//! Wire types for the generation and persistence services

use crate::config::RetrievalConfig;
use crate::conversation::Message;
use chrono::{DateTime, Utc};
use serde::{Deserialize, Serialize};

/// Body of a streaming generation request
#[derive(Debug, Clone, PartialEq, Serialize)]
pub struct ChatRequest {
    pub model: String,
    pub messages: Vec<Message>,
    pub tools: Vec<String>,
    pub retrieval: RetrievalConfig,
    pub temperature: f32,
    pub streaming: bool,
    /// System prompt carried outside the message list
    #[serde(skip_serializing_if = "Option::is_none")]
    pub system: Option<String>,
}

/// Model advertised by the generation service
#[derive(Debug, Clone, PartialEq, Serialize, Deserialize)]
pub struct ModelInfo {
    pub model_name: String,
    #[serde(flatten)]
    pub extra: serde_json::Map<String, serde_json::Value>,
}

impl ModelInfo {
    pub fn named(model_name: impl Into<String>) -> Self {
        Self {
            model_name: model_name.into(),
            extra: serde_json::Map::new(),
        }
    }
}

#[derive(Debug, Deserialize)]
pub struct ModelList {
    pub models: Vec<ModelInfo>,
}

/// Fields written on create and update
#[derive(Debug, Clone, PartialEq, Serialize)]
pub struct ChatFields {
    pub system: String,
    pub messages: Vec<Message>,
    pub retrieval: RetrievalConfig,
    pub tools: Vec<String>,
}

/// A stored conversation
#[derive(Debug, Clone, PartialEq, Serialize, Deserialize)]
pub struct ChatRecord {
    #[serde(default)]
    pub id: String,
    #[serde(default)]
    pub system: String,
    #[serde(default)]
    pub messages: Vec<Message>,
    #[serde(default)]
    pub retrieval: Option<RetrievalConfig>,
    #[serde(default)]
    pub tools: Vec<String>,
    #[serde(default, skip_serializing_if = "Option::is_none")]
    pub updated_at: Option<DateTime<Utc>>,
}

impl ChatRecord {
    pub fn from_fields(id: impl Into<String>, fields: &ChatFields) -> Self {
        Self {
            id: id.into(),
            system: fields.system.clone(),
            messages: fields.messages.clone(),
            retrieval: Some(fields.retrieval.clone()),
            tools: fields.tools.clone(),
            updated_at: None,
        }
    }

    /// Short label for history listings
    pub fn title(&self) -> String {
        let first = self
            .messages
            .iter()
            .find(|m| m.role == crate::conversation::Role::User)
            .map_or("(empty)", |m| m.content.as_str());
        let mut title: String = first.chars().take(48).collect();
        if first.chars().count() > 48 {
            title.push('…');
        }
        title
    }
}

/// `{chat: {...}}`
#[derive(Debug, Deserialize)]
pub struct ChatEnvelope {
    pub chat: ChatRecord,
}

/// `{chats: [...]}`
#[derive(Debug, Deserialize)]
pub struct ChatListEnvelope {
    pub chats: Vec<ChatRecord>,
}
· · · · · · ·
■ **Task requirements**
Everything from the line holding "m.role == crate::conversation::Role::User)" through the last line of the entries should be retyped exactly, with no other lines.

■ **Written reply**
            .find(|m| m.role == crate::conversation::Role::User)
            .map_or("(empty)", |m| m.content.as_str());
        let mut title: String = first.chars().take(48).collect();
        if first.chars().count() > 48 {
            title.push('…');
        }
        title
    }
}

/// `{chat: {...}}`
#[derive(Debug, Deserialize)]
pub struct ChatEnvelope {
    pub chat: ChatRecord,
}

/// `{chats: [...]}`
#[derive(Debug, Deserialize)]
pub struct ChatListEnvelope {
    pub chats: Vec<ChatRecord>,
}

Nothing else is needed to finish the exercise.